**Directions for this task:**
Your answer should hold every line of the records below that contains the string "impl".

Items from a data source:
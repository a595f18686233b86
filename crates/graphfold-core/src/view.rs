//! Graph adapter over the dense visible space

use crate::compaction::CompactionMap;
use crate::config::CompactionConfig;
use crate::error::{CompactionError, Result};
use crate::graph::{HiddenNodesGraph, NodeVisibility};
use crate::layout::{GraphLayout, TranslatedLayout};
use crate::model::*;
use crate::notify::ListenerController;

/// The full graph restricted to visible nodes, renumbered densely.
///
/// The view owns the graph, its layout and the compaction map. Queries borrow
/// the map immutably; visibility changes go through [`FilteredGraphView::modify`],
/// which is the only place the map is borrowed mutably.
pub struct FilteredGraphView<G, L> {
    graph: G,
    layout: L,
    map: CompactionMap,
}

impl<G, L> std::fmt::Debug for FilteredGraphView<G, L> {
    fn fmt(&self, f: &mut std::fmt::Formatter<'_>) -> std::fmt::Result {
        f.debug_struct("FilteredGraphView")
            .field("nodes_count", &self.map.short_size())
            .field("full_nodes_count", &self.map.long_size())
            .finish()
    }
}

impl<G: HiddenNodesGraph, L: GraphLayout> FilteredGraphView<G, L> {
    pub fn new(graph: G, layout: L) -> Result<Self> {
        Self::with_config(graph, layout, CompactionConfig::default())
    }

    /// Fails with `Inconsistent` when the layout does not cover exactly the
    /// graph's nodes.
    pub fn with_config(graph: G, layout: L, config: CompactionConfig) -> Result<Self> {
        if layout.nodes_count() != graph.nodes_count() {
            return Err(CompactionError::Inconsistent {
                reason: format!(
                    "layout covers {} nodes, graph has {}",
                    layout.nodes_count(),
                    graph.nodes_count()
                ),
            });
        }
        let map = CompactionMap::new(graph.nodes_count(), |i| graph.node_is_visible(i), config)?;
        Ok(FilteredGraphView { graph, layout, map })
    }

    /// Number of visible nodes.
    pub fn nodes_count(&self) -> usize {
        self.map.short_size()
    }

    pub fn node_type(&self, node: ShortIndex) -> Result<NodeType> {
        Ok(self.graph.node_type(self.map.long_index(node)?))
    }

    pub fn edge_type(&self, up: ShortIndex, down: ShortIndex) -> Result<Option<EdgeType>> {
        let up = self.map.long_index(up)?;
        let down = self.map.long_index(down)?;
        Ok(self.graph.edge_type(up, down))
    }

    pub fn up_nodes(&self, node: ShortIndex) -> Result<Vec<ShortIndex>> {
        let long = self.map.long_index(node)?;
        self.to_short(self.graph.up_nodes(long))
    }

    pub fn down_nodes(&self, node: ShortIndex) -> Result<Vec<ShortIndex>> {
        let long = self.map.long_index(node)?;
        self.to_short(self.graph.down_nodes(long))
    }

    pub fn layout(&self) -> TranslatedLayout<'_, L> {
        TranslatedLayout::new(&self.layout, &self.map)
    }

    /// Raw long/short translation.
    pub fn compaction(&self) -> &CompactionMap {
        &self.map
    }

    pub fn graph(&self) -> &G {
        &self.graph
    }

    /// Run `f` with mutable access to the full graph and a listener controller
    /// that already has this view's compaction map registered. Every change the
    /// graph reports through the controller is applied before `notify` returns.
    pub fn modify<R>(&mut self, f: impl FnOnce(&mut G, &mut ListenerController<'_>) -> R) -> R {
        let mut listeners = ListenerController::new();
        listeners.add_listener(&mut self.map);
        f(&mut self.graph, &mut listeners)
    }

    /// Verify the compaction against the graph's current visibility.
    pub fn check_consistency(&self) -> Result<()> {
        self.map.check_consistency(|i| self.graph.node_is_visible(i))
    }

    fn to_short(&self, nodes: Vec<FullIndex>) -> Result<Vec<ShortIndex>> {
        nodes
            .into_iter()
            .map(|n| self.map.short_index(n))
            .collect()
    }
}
==
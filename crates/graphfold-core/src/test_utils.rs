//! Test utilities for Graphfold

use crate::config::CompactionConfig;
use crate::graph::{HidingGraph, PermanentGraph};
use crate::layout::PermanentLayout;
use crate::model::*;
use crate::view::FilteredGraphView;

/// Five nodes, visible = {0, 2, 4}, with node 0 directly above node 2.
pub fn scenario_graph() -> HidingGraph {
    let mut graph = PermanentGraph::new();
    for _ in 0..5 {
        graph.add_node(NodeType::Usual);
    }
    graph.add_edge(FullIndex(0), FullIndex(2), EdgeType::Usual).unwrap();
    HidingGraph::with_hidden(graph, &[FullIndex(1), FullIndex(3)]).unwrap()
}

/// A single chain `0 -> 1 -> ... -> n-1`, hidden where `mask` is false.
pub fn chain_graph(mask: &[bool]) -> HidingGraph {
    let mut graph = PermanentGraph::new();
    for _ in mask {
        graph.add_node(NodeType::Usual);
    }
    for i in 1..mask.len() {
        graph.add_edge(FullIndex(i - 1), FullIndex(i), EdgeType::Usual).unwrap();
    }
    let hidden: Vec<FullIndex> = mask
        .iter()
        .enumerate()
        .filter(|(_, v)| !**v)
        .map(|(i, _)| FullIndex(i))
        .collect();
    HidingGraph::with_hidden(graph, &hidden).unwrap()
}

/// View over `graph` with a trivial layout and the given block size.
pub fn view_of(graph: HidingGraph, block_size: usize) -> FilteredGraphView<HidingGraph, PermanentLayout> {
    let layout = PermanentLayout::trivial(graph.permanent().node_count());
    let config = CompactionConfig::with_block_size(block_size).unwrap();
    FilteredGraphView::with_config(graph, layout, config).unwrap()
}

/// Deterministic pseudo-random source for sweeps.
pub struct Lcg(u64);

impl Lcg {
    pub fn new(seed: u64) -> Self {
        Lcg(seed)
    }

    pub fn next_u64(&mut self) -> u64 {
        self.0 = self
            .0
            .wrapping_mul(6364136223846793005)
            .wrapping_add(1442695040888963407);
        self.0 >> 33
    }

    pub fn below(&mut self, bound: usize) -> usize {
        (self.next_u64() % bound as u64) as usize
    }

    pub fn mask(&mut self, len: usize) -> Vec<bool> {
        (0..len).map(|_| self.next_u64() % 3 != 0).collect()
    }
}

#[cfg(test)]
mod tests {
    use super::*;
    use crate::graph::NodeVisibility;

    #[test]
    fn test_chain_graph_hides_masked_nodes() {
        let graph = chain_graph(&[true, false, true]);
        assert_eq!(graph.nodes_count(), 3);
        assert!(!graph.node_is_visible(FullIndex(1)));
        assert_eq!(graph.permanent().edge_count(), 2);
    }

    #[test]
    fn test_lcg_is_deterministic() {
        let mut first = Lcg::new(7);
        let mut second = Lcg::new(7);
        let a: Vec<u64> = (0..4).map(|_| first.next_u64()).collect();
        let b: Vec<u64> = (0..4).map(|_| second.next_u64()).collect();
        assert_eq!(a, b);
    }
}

**Your response:**
impl<G, L> std::fmt::Debug for FilteredGraphView<G, L> {
impl<G: HiddenNodesGraph, L: GraphLayout> FilteredGraphView<G, L> {
    pub fn modify<R>(&mut self, f: impl FnOnce(&mut G, &mut ListenerController<'_>) -> R) -> R {
impl Lcg {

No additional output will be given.